EXERCISE BRIEF → Output every line from the beginning of the records through the line that contains "shape; a registry", exactly as it appears.

INPUT MATERIAL below:

//! # Payload Registry
//!
//! ## Purpose
//!
//! Maps each `(MessageType, SubType)` pair a peer accepts to the payload shape
//! that decodes it. Built once at startup, then shared read-only (behind an
//! `Arc`) by the codec pipeline, message pool and router.
//!
//! The catalogue in `orbitlink-types` already knows every shape; a registry
//! selects the subset one side of a connection should accept. Separate
//! client, server and master-server tables keep a peer from decoding traffic
//! it should never receive, and small registries make isolated tests easy.
//!
//! ## Usage
//!
//! ```rust
//! use orbitlink_codec::PayloadRegistry;
//! use orbitlink_types::payload::chat::ChatMessageType;
//! use orbitlink_types::MessageType;
//!
//! let registry = PayloadRegistry::builder()
//!     .family(MessageType::Chat, &[ChatMessageType::Join, ChatMessageType::ChannelMessage])
//!     .single(MessageType::PlayerConnection)
//!     .build()
//!     .unwrap();
//!
//! assert!(registry.resolve(2, ChatMessageType::Join.into()).is_ok());
//! assert!(registry.resolve(2, ChatMessageType::Leave.into()).is_err());
//! ```

use crate::error::{CodecError, CodecResult};
use orbitlink_types::payload::chat::ChatMessageType;
use orbitlink_types::payload::coordination::{LockMessageType, PlayerColorMessageType};
use orbitlink_types::payload::library::{
    CraftLibraryMessageType, FlagMessageType, GroupsMessageType,
};
use orbitlink_types::payload::session::{
    AdminMessageType, HandshakeMessageType, MotdMessageType, PlayerStatusMessageType,
    SettingsMessageType,
};
use orbitlink_types::payload::vessel::VesselMessageType;
use orbitlink_types::payload::world::{KerbalMessageType, ScenarioMessageType, WarpMessageType};
use orbitlink_types::protocol::DEFAULT_SUB_TYPE;
use orbitlink_types::{MessageType, Payload, PayloadShape};
use std::collections::hash_map::Entry;
use std::collections::{BTreeSet, HashMap};
use std::fmt;

/// Identity of one payload shape
#[derive(Debug, Clone, Copy, PartialEq, Eq, Hash, PartialOrd, Ord)]
pub struct ShapeKey {
    pub message_type: MessageType,
    pub sub_type: u16,
}

impl ShapeKey {
    pub fn new(message_type: MessageType, sub_type: u16) -> Self {
        Self {
            message_type,
            sub_type,
        }
    }

    pub fn of<T: PayloadShape>() -> Self {
        Self::new(T::MESSAGE_TYPE, T::SUB_TYPE)
    }

    pub fn of_payload(payload: &Payload) -> Self {
        Self::new(payload.message_type(), payload.sub_type())
    }
}

impl fmt::Display for ShapeKey {
    fn fmt(&self, f: &mut fmt::Formatter<'_>) -> fmt::Result {
        write!(f, "{}/{}", self.message_type, self.sub_type)
    }
}

/// Everything needed to materialize a fresh instance of one shape
#[derive(Debug, Clone)]
pub struct PayloadDescriptor {
    key: ShapeKey,
    name: &'static str,
    prototype: Payload,
}

impl PayloadDescriptor {
    pub fn key(&self) -> ShapeKey {
        self.key
    }

    pub fn message_type(&self) -> MessageType {
        self.key.message_type
    }

    pub fn sub_type(&self) -> u16 {
        self.key.sub_type
    }

    /// Shape name used in diagnostics
    pub fn name(&self) -> &'static str {
        self.name
    }

    /// New default-valued instance
    pub fn instantiate(&self) -> Payload {
        self.prototype.clone()
    }
}

/// Immutable `(MessageType, SubType)` → shape table
#[derive(Debug, Clone)]
pub struct PayloadRegistry {
    shapes: HashMap<ShapeKey, PayloadDescriptor>,
    families: BTreeSet<MessageType>,
}

impl PayloadRegistry {
    pub fn builder() -> PayloadRegistryBuilder {
        PayloadRegistryBuilder::default()
    }

    /// Resolve raw header values to a descriptor
    pub fn resolve(&self, message_type: u16, sub_type: u16) -> CodecResult<&PayloadDescriptor> {
        let family = MessageType::from_wire(message_type)
            .filter(|family| self.families.contains(family))
            .ok_or(CodecError::UnknownMessageType { message_type })?;
        self.resolve_key(ShapeKey::new(family, sub_type))
    }

    pub fn resolve_key(&self, key: ShapeKey) -> CodecResult<&PayloadDescriptor> {
        self.shapes.get(&key).ok_or(CodecError::UnknownSubType {
            message_type: key.message_type,
            sub_type: key.sub_type,
        })
    }

    pub fn descriptor_for<T: PayloadShape>(&self) -> CodecResult<&PayloadDescriptor> {
        self.resolve_key(ShapeKey::of::<T>())
    }

    pub fn contains(&self, key: ShapeKey) -> bool {
        self.shapes.contains_key(&key)
    }

    /// Families with at least one registered shape, in id order
    pub fn message_types(&self) -> impl Iterator<Item = MessageType> + '_ {
        self.families.iter().copied()
    }

    pub fn descriptors(&self) -> impl Iterator<Item = &PayloadDescriptor> {
        self.shapes.values()
    }

    /// Registered keys in a stable order
    pub fn keys(&self) -> Vec<ShapeKey> {
        let mut keys: Vec<ShapeKey> = self.shapes.keys().copied().collect();
        keys.sort();
        keys
    }

    pub fn len(&self) -> usize {
        self.shapes.len()
    }

    pub fn is_empty(&self) -> bool {
        self.shapes.is_empty()
    }

    /// Shapes a server accepts from its clients
    pub fn client_to_server() -> CodecResult<Self> {
        Self::builder().with_client_messages().build()
    }

    /// Shapes a client accepts from its server
    pub fn server_to_client() -> CodecResult<Self> {
        Self::builder().with_server_messages().build()
    }

    /// Shapes exchanged with the server-list service
    pub fn master_server() -> CodecResult<Self> {
        Self::builder().with_master_server().build()
    }

    /// Every shape in the catalogue
    pub fn complete() -> CodecResult<Self> {
        MessageType::ALL
            .iter()
            .fold(Self::builder(), |builder, message_type| {
                builder.all_shapes(*message_type)
            })
            .build()
    }
}

/// Collects registrations; errors surface from [`build`](Self::build)
#[derive(Debug, Default)]
pub struct PayloadRegistryBuilder {
    shapes: HashMap<ShapeKey, PayloadDescriptor>,
    errors: Vec<String>,
}

impl PayloadRegistryBuilder {
    /// Register the listed SubTypes of one family
    pub fn family<S>(mut self, message_type: MessageType, sub_types: &[S]) -> Self
    where
        S: Copy + Into<u16>,
    {
        for sub_type in sub_types {
            self.insert(ShapeKey::new(message_type, (*sub_type).into()));
        }
        self
    }

    /// Register a single-shape family at SubType 0
    pub fn single(mut self, message_type: MessageType) -> Self {
        self.insert(ShapeKey::new(message_type, DEFAULT_SUB_TYPE));
        self
    }

    /// Register every SubType the family declares
    pub fn all_shapes(mut self, message_type: MessageType) -> Self {
        for sub_type in Payload::declared_sub_types(message_type) {
            self.insert(ShapeKey::new(message_type, sub_type));
        }
        self
    }

    pub fn shape<T: PayloadShape>(mut self) -> Self {
        self.insert(ShapeKey::of::<T>());
        self
    }

    fn insert(&mut self, key: ShapeKey) {
        match (Payload::empty(key.message_type, key.sub_type), self.shapes.entry(key)) {
            (Some(_), Entry::Occupied(_)) => self
                .errors
                .push(format!("{key} registered more than once")),
            (Some(prototype), Entry::Vacant(slot)) => {
                slot.insert(PayloadDescriptor {
                    key,
                    name: prototype.shape_name(),
                    prototype,
                });
            }
            (None, _) => self
                .errors
                .push(format!("{} declares no shape for subtype {}", key.message_type, key.sub_type)),
        }
    }

    /// Traffic a client sends to its server
    pub fn with_client_messages(self) -> Self {
        use ChatMessageType as Chat;
        use VesselMessageType as Vessel;

        self.family(
            MessageType::Handshake,
            &[HandshakeMessageType::Request, HandshakeMessageType::Response],
        )
        .family(MessageType::Settings, &[SettingsMessageType::Request])
        .family(
            MessageType::Chat,
            &[
                Chat::ListRequest,
                Chat::Join,
                Chat::Leave,
                Chat::ChannelMessage,
                Chat::PrivateMessage,
                Chat::ConsoleMessage,
            ],
        )
        .family(
            MessageType::PlayerStatus,
            &[PlayerStatusMessageType::Request, PlayerStatusMessageType::Set],
        )
        .family(
            MessageType::Scenario,
            &[ScenarioMessageType::Request, ScenarioMessageType::Data],
        )
        .family(
            MessageType::Kerbal,
            &[
                KerbalMessageType::Request,
                KerbalMessageType::Proto,
                KerbalMessageType::Remove,
            ],
        )
        .family(
            MessageType::Vessel,
            &[
                Vessel::ListRequest,
                Vessel::VesselsRequest,
                Vessel::Proto,
                Vessel::ProtoReliable,
                Vessel::Dock,
                Vessel::Remove,
                Vessel::Position,
                Vessel::FlightState,
                Vessel::Update,
                Vessel::Resource,
                Vessel::PartSync,
                Vessel::Fairing,
            ],
        )
        .family(
            MessageType::CraftLibrary,
            &[
                CraftLibraryMessageType::ListRequest,
                CraftLibraryMessageType::RequestFile,
                CraftLibraryMessageType::UploadFile,
                CraftLibraryMessageType::DeleteFile,
            ],
        )
        .family(
            MessageType::Flag,
            &[
                FlagMessageType::ListRequest,
                FlagMessageType::FlagData,
                FlagMessageType::FlagDelete,
            ],
        )
        .family(MessageType::Motd, &[MotdMessageType::Request])
        .family(
            MessageType::Warp,
            &[
                WarpMessageType::SubspacesRequest,
                WarpMessageType::NewSubspace,
                WarpMessageType::ChangeSubspace,
            ],
        )
        .family(MessageType::Admin, &[AdminMessageType::ListRequest])
        .family(
            MessageType::Groups,
            &[
                GroupsMessageType::ListRequest,
                GroupsMessageType::CreateGroup,
                GroupsMessageType::RemoveGroup,
                GroupsMessageType::GroupUpdate,
            ],
        )
        .all_shapes(MessageType::Facility)
        .family(
            MessageType::Lock,
            &[
                LockMessageType::ListRequest,
                LockMessageType::Acquire,
                LockMessageType::Release,
            ],
        )
        .family(
            MessageType::PlayerColor,
            &[PlayerColorMessageType::Request, PlayerColorMessageType::Set],
        )
        .single(MessageType::Mod)
    }

    /// Traffic a server sends to its clients
    pub fn with_server_messages(self) -> Self {
        use ChatMessageType as Chat;
        use VesselMessageType as Vessel;

        self.family(
            MessageType::Handshake,
            &[HandshakeMessageType::Challenge, HandshakeMessageType::Reply],
        )
        .family(MessageType::Settings, &[SettingsMessageType::Reply])
        .family(
            MessageType::Chat,
            &[
                Chat::ListReply,
                Chat::Join,
                Chat::Leave,
                Chat::ChannelMessage,
                Chat::PrivateMessage,
                Chat::ConsoleMessage,
            ],
        )
        .family(
            MessageType::PlayerStatus,
            &[PlayerStatusMessageType::Reply, PlayerStatusMessageType::Set],
        )
        .single(MessageType::PlayerConnection)
        .family(MessageType::Scenario, &[ScenarioMessageType::Data])
        .family(
            MessageType::Kerbal,
            &[
                KerbalMessageType::Reply,
                KerbalMessageType::Proto,
                KerbalMessageType::Remove,
            ],
        )
        .family(
            MessageType::Vessel,
            &[
                Vessel::ListReply,
                Vessel::Proto,
                Vessel::ProtoReliable,
                Vessel::Dock,
                Vessel::Remove,
                Vessel::Position,
                Vessel::FlightState,
                Vessel::Update,
                Vessel::Resource,
                Vessel::PartSync,
                Vessel::Fairing,
            ],
        )
        .family(
            MessageType::CraftLibrary,
            &[
                CraftLibraryMessageType::ListReply,
                CraftLibraryMessageType::RespondFile,
                CraftLibraryMessageType::UploadFile,
                CraftLibraryMessageType::DeleteFile,
            ],
        )
        .family(
            MessageType::Flag,
            &[
                FlagMessageType::ListResponse,
                FlagMessageType::FlagData,
                FlagMessageType::FlagDelete,
            ],
        )
        .family(MessageType::Motd, &[MotdMessageType::Reply])
        .family(
            MessageType::Warp,
            &[
                WarpMessageType::SubspacesReply,
                WarpMessageType::NewSubspace,
                WarpMessageType::ChangeSubspace,
            ],
        )
        .family(
            MessageType::Admin,
            &[
                AdminMessageType::ListReply,
                AdminMessageType::Add,
                AdminMessageType::Remove,
            ],
        )
        .family(
            MessageType::Groups,
            &[
                GroupsMessageType::ListResponse,
                GroupsMessageType::CreateGroup,
                GroupsMessageType::RemoveGroup,
                GroupsMessageType::GroupUpdate,
            ],
        )
        .all_shapes(MessageType::Facility)
        .family(
            MessageType::Lock,
            &[
                LockMessageType::ListReply,
                LockMessageType::Acquire,
                LockMessageType::Release,
            ],
        )
        .family(
            MessageType::PlayerColor,
            &[PlayerColorMessageType::Reply, PlayerColorMessageType::Set],
        )
        .single(MessageType::Mod)
    }

    /// Server-list traffic, exchanged over unconnected datagrams
    pub fn with_master_server(self) -> Self {
        self.all_shapes(MessageType::MasterServer)
    }

    pub fn build(self) -> CodecResult<PayloadRegistry> {
        if !self.errors.is_empty() {
            return Err(CodecError::registry(self.errors.join("; ")));
        }
        let families = self.shapes.keys().map(|key| key.message_type).collect();
        Ok(PayloadRegistry {
            shapes: self.shapes,
            families,
        })
    }
}
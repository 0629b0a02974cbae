//! # Orbitlink Types
//!
//! Protocol identities, payload shapes and the field-level wire codec shared by
//! every Orbitlink crate.
//!
//! ## Layout
//!
//! - [`protocol`]: header constants, [`MessageType`] families, [`DeliveryCategory`]
//!   and [`ProtocolVersion`]
//! - [`wire`]: big-endian field reader/writer and the [`WireField`] trait
//! - [`payload`]: the closed catalogue of payload shapes, grouped per family
//!
//! Framing, pooling and compression live in `orbitlink-codec`; this crate only
//! knows how a single payload lays its fields out.
//!
//! ## Quick Start
//!
//! ```rust
//! use orbitlink_types::payload::chat::{ChatChannelMessage, ChatMessageType};
//! use orbitlink_types::{MessageType, Payload, PayloadFields, WireReader, WireWriter};
//!
//! let msg = ChatChannelMessage {
//!     from: "jeb".to_string(),
//!     channel: "general".to_string(),
//!     text: "hello".to_string(),
//! };
//! let payload = Payload::from(msg);
//! assert_eq!(payload.message_type(), MessageType::Chat);
//! assert_eq!(payload.sub_type(), u16::from(ChatMessageType::ChannelMessage));
//!
//! let mut body = Vec::new();
//! payload.write_fields(&mut WireWriter::new(&mut body)).unwrap();
//!
//! let mut decoded = Payload::empty(MessageType::Chat, payload.sub_type()).unwrap();
//! decoded.read_fields(&mut WireReader::new(&body)).unwrap();
//! assert_eq!(decoded, payload);
//! ```

pub mod payload;
pub mod protocol;
pub mod wire;

pub use payload::{Payload, PayloadShape};
pub use protocol::{
    DeliveryCategory, MessageType, ProtocolVersion, HEADER_SIZE, MAX_PAYLOAD_LENGTH,
};
pub use wire::{PayloadFields, WireError, WireField, WireReader, WireWriter};
//! Subsystem inbound queues
//!
//! The dispatcher hands each decoded envelope to exactly one
//! [`MessageSink`]. [`InboundQueue`] is the standard sink: an unbounded
//! crossbeam channel that the owning subsystem drains on its own thread.

use crate::shutdown::RunFlag;
use crossbeam_channel::{unbounded, Receiver, RecvTimeoutError, Sender};
use orbitlink_codec::Envelope;
use std::time::Duration;
use tracing::{debug, warn};

/// Destination for decoded inbound messages
pub trait MessageSink: Send + Sync {
    /// Take ownership of `envelope`; must not block the caller
    fn enqueue_message(&self, envelope: Envelope);

    /// Short label used in logs
    fn name(&self) -> &str;
}

/// FIFO queue feeding one subsystem
#[derive(Debug)]
pub struct InboundQueue {
    name: String,
    tx: Sender<Envelope>,
    rx: Receiver<Envelope>,
}

impl InboundQueue {
    pub fn new(name: impl Into<String>) -> Self {
        let (tx, rx) = unbounded();
        Self {
            name: name.into(),
            tx,
            rx,
        }
    }

    pub fn try_dequeue(&self) -> Option<Envelope> {
        self.rx.try_recv().ok()
    }

    /// Hand every queued envelope to `handler`; returns how many were handled
    pub fn drain(&self, mut handler: impl FnMut(Envelope)) -> usize {
        let mut handled = 0;
        while let Some(envelope) = self.try_dequeue() {
            handler(envelope);
            handled += 1;
        }
        handled
    }

    /// Consumer loop for a dedicated thread
    ///
    /// Blocks up to `poll` waiting for the next envelope, re-checking
    /// `running` in between. Envelopes still queued when the flag clears are
    /// left in place.
    pub fn run_until_stopped(
        &self,
        running: &RunFlag,
        poll: Duration,
        mut handler: impl FnMut(Envelope),
    ) -> usize {
        let mut handled = 0;
        while running.is_running() {
            match self.rx.recv_timeout(poll) {
                Ok(envelope) => {
                    handler(envelope);
                    handled += 1;
                }
                Err(RecvTimeoutError::Timeout) => {}
                // Unreachable while `self` holds a sender
                Err(RecvTimeoutError::Disconnected) => break,
            }
        }
        debug!(queue = %self.name, handled, "Consumer loop stopped");
        handled
    }

    pub fn len(&self) -> usize {
        self.rx.len()
    }

    pub fn is_empty(&self) -> bool {
        self.rx.is_empty()
    }
}

impl MessageSink for InboundQueue {
    fn enqueue_message(&self, envelope: Envelope) {
        if let Err(rejected) = self.tx.send(envelope) {
            warn!(queue = %self.name, "Inbound queue closed; dropping message");
            rejected.into_inner().recycle();
        }
    }

    fn name(&self) -> &str {
        &self.name
    }
}
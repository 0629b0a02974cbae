//! Shared content families: craft library, flags and player groups

define_payload! {
    CraftListRequest {
        folder: String,
    }
}

define_payload! {
    CraftListReply {
        folder: String,
        craft_names: Vec<String>,
    }
}

define_payload! {
    CraftRequestFile {
        folder: String,
        craft_name: String,
    }
}

define_payload! {
    CraftRespondFile {
        folder: String,
        craft_name: String,
        craft_data: Vec<u8>,
    }
}

define_payload! {
    CraftUploadFile {
        folder: String,
        craft_name: String,
        /// 0 = VAB, 1 = SPH, 2 = subassembly
        craft_type: u8,
        craft_data: Vec<u8>,
    }
}

define_payload! {
    CraftDeleteFile {
        folder: String,
        craft_name: String,
    }
}

define_family! {
    CraftLibrary => CraftLibraryPayload, CraftLibraryMessageType {
        ListRequest = 0 => CraftListRequest,
        ListReply = 1 => CraftListReply,
        RequestFile = 2 => CraftRequestFile,
        RespondFile = 3 => CraftRespondFile,
        UploadFile = 4 => CraftUploadFile,
        DeleteFile = 5 => CraftDeleteFile,
    }
}

define_payload! {
    FlagListRequest {}
}

define_payload! {
    FlagListResponse {
        flag_names: Vec<String>,
    }
}

define_payload! {
    /// PNG bytes of one flag
    FlagData {
        owner: String,
        flag_name: String,
        flag_data: Vec<u8>,
    }
}

define_payload! {
    FlagDelete {
        flag_name: String,
    }
}

define_family! {
    Flag => FlagPayload, FlagMessageType {
        ListRequest = 0 => FlagListRequest,
        ListResponse = 1 => FlagListResponse,
        FlagData = 2 => FlagData,
        FlagDelete = 3 => FlagDelete,
    }
}

define_payload! {
    GroupsListRequest {}
}

define_payload! {
    GroupsListResponse {
        group_names: Vec<String>,
    }
}

define_payload! {
    GroupsCreate {
        group_name: String,
        owner: String,
    }
}

define_payload! {
    GroupsRemove {
        group_name: String,
    }
}

define_payload! {
    GroupsUpdate {
        group_name: String,
        owner: String,
        members: Vec<String>,
        invited: Vec<String>,
    }
}

define_family! {
    Groups => GroupsPayload, GroupsMessageType {
        ListRequest = 0 => GroupsListRequest,
        ListResponse = 1 => GroupsListResponse,
        CreateGroup = 2 => GroupsCreate,
        RemoveGroup = 3 => GroupsRemove,
        GroupUpdate = 4 => GroupsUpdate,
    }
}
//! Wire header layout constants
//!
//! Every message on the wire starts with a fixed 8-byte big-endian header:
//!
//! ```text
//! byte 0-1  Message Type   (u16)
//! byte 2-3  SubType        (u16)
//! byte 4-7  Length | Flag  (u32, bit 31 = compressed, bits 0..30 = body length)
//! ```

/// Header size in bytes, independent of payload size
pub const HEADER_SIZE: usize = 8;

/// Offset of the Message Type field
pub const MESSAGE_TYPE_OFFSET: usize = 0;

/// Offset of the SubType field
pub const SUB_TYPE_OFFSET: usize = 2;

/// Offset of the packed length/flag field
pub const LENGTH_OFFSET: usize = 4;

/// Bit marking a compressed body
pub const COMPRESSED_FLAG: u32 = 0x8000_0000;

/// Mask selecting the body length from the packed field
pub const LENGTH_MASK: u32 = 0x7FFF_FFFF;

/// Largest body length the header can describe
pub const MAX_PAYLOAD_LENGTH: u32 = LENGTH_MASK;

/// SubType used by single-shape families
pub const DEFAULT_SUB_TYPE: u16 = 0;

/// Body preamble: sender protocol version (3 x u16) + sent-at timestamp (u64)
pub const PREAMBLE_SIZE: usize = 14;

End of INPUT MATERIAL.

TASK RESULT →
//! # Payload Registry
//!
//! ## Purpose
//!
//! Maps each `(MessageType, SubType)` pair a peer accepts to the payload shape
//! that decodes it. Built once at startup, then shared read-only (behind an
//! `Arc`) by the codec pipeline, message pool and router.
//!
//! The catalogue in `orbitlink-types` already knows every shape; a registry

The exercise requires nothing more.